The state-of-the-art cameras will be used to help officers capture evidence from the scene of an incident and can record high-definition footage, take pictures and record sound. They will become a useful additional piece of equipment for officers as they continue to make Kent a safe place to live and visit.
In particular, it is hoped BWV will play a key role in domestic abuse offences and night time economy incidents.
In total, approximately 430 officers will be using the cameras by 15 October.
Deputy Chief Constable of Kent Police Paul Brandon said: "BWV is a technological innovation which has been shown to have some very clear and tangible benefits to police forces.
"It has the capability to capture real-time evidence, offering the potential to move the justice process forward with reduced stress for victims of crime.
"Forces who use BWV already have seen an increase in early guilty pleas as defendants are shown irrefutable evidence and they have seen a reduction in offending behaviour resulting in better safety for members of the public and officers.

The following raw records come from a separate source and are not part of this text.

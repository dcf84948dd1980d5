//! Landing judge server
//!
//! Serves the browser overlay, fans vote/theme/preview/settings events out
//! over server-sent events, and exposes the control API the Stream Deck and
//! the command line client talk to.

pub mod cli;
pub mod client;
pub mod error;
pub mod http;
pub mod hub;
pub mod overlay;
pub mod state;
pub mod telemetry;

pub use error::{ApiError, ClientError};
pub use http::router;
pub use hub::EventHub;
pub use state::AppState;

"We owe it to the victims of crime to use all lawful investigative techniques available to us and BWV will become an invaluable asset for officers as they deliver a first class service to the people of Kent."
Kent Police and Crime Commissioner Ann Barnes has helped fund the introduction of BWV to Maidstone, Medway and Thanet.
She said: "I am very pleased that the cameras are being tested in Kent and from what other forces are telling us I can see that there are benefits all round. They provide what can be essential evidence from the officer who is first at an incident and increase the number of offenders who admit guilt at an early stage when confronted by their behaviour on the screen.
"I am confident that the cameras will bring a real difference for our front-line officers. Not only do they modify offender behaviour at an incident, they can also influence officer behaviour and - just as important - protect our officers from unwarranted complaints."